Given that intrauterine death of one fetus in monochorionic twin pregnancies is associated with a 50-percent loss of the other twin, or a 40 to 60 percent incidence of significant neurologic injury if the other twin survives the death of its co-twin, the risks to the donor twin in this case for death or neurologic injury were high.

Children’s Hospital Boston
http://www.childrenshospital.org/az/Site1795/mainpageS1795P0.html
Umbilical cord ligation (tying of the umbilical cord) is performed endoscopically (through a small puncture in the mother's abdomen) when one twin is severely compromised with impending death. If one twin dies the other is at high risk for neurological damage caused by a severe drop in blood pressure. The procedure should offset the drop in blood pressure and prevent other continued symptoms in the surviving twin.

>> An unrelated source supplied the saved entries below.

//! SDK types

use bytes::Bytes;
use primitive_types::{H160 as Address, H256, U256};
use serde::{Deserialize, Serialize};

use crate::SdkError;

/// Block identifier for RPC queries
#[derive(Debug, Clone, Copy, PartialEq, Eq, Default)]
pub enum BlockId {
    /// Block number
    Number(u64),
    /// Latest block
    #[default]
    Latest,
    /// Pending block (includes pending transactions)
    Pending,
    /// Earliest block (genesis)
    Earliest,
}

impl Serialize for BlockId {
    fn serialize<S>(&self, serializer: S) -> Result<S::Ok, S::Error>
    where
        S: serde::Serializer,
    {
        match self {
            BlockId::Number(n) => serializer.serialize_str(&format!("0x{:x}", n)),
            BlockId::Latest => serializer.serialize_str("latest"),
            BlockId::Pending => serializer.serialize_str("pending"),
            BlockId::Earliest => serializer.serialize_str("earliest"),
        }
    }
}

/// Transaction object for `eth_sendTransaction` and `eth_call`.
///
/// The node signs with `from`; a missing `to` creates a contract.
#[derive(Debug, Clone, Default, PartialEq, Eq)]
pub struct TransactionRequest {
    /// Sender address
    pub from: Option<Address>,
    /// Recipient address (None for contract creation)
    pub to: Option<Address>,
    /// Gas ceiling
    pub gas: Option<u64>,
    /// Value to transfer
    pub value: Option<U256>,
    /// Call data or init code
    pub data: Bytes,
}

impl Serialize for TransactionRequest {
    fn serialize<S>(&self, serializer: S) -> Result<S::Ok, S::Error>
    where
        S: serde::Serializer,
    {
        use serde::ser::SerializeMap;

        let count = 1
            + usize::from(self.from.is_some())
            + usize::from(self.to.is_some())
            + usize::from(self.gas.is_some())
            + usize::from(self.value.is_some());

        let mut map = serializer.serialize_map(Some(count))?;

        if let Some(from) = &self.from {
            map.serialize_entry("from", &format_address(from))?;
        }
        if let Some(to) = &self.to {
            map.serialize_entry("to", &format_address(to))?;
        }
        if let Some(gas) = &self.gas {
            map.serialize_entry("gas", &format!("0x{:x}", gas))?;
        }
        if let Some(value) = &self.value {
            map.serialize_entry("value", &format!("0x{:x}", value))?;
        }
        map.serialize_entry("data", &format!("0x{}", hex::encode(&self.data)))?;

        map.end()
    }
}

/// Transaction receipt as returned by `eth_getTransactionReceipt`
#[derive(Debug, Clone, PartialEq, Eq, Deserialize)]
#[serde(rename_all = "camelCase")]
pub struct Receipt {
    /// Transaction hash
    pub transaction_hash: H256,
    /// Block the transaction was included in
    #[serde(default)]
    pub block_number: Option<U256>,
    /// Address of the contract created, for deployments
    #[serde(default)]
    pub contract_address: Option<Address>,
    /// 1 on success, 0 on revert (absent on old nodes)
    #[serde(default)]
    pub status: Option<U256>,
    /// Gas consumed
    #[serde(default)]
    pub gas_used: Option<U256>,
}

/// Outcome of a confirmed deployment
#[derive(Debug, Clone, PartialEq, Eq)]
pub struct Deployment {
    /// Address the code was installed at
    pub address: Address,
    /// Hash of the creating transaction
    pub tx_hash: H256,
}

/// Lowercase `0x`-prefixed hex form of an address
pub fn format_address(address: &Address) -> String {
    format!("0x{}", hex::encode(address.as_bytes()))
}

/// Parse an address from hex (with or without 0x prefix)
pub fn parse_address(s: &str) -> Result<Address, SdkError> {
    let digits = s.strip_prefix("0x").unwrap_or(s);
    let bytes = hex::decode(digits).map_err(|e| SdkError::InvalidAddress(format!("{}: {}", s, e)))?;
    if bytes.len() != 20 {
        return Err(SdkError::InvalidAddress(format!(
            "{}: expected 20 bytes, got {}",
            s,
            bytes.len()
        )));
    }
    Ok(Address::from_slice(&bytes))
}

/// Parse a 32-byte hash from hex
pub fn parse_h256(s: &str) -> Result<H256, SdkError> {
    let bytes = parse_hex_bytes(s)?;
    if bytes.len() != 32 {
        return Err(SdkError::InvalidHex(format!("{}: expected 32 bytes, got {}", s, bytes.len())));
    }
    Ok(H256::from_slice(&bytes))
}

/// Parse a hex quantity such as `0x1b4`
pub fn parse_hex_u64(s: &str) -> Result<u64, SdkError> {
    let s = s.strip_prefix("0x").unwrap_or(s);
    u64::from_str_radix(s, 16).map_err(|e| SdkError::InvalidHex(e.to_string()))
}

/// Parse hex data; `0x` alone is empty
pub fn parse_hex_bytes(s: &str) -> Result<Bytes, SdkError> {
    let s = s.strip_prefix("0x").unwrap_or(s);
    if s.is_empty() {
        return Ok(Bytes::new());
    }
    let bytes = hex::decode(s)?;
    Ok(Bytes::from(bytes))
}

Let's not kid ourselves...this is clearly a national issue. The activists behind measure 11 ultimately intend to strip families of this decision across America.

TLF+ said...

j - thanks for your talking points.

1) The procedure used by the family in the TV ad was not even available in SD - so their case doesn't even speak to the law.

2) Measure 11 only prohibits procedures intended to terminate life - not risky procedures intended to save it.

3) You list case studies that I can count on my fingers (NONE FROM SD) - the almost 800 abortions per year in SD are, as is the case nationally, a too-late means of "birth control."

Your assertion that people who value life are going around the country looking for ways to inflict pain on families is... uh... lunacy?

Most of the people in the pro-life movement are raising families. Many of us raise kids with special needs.

Meanwhile, the pro-abortion bunch has bused in a bunch of overwrought college kids to front for them here. Maybe you are one of those. Your overheated email is not the work of someone who has done much more than echo talking points from an extreme point of view.

J said...
This comment has been removed by a blog administrator.
Greg said...

America will be called to account for offering our children on the alter of self-interest. We're guilty on a more horrific scale than ancient Israel's sacrifices to Moloch. God help us to abandon this horrid sin.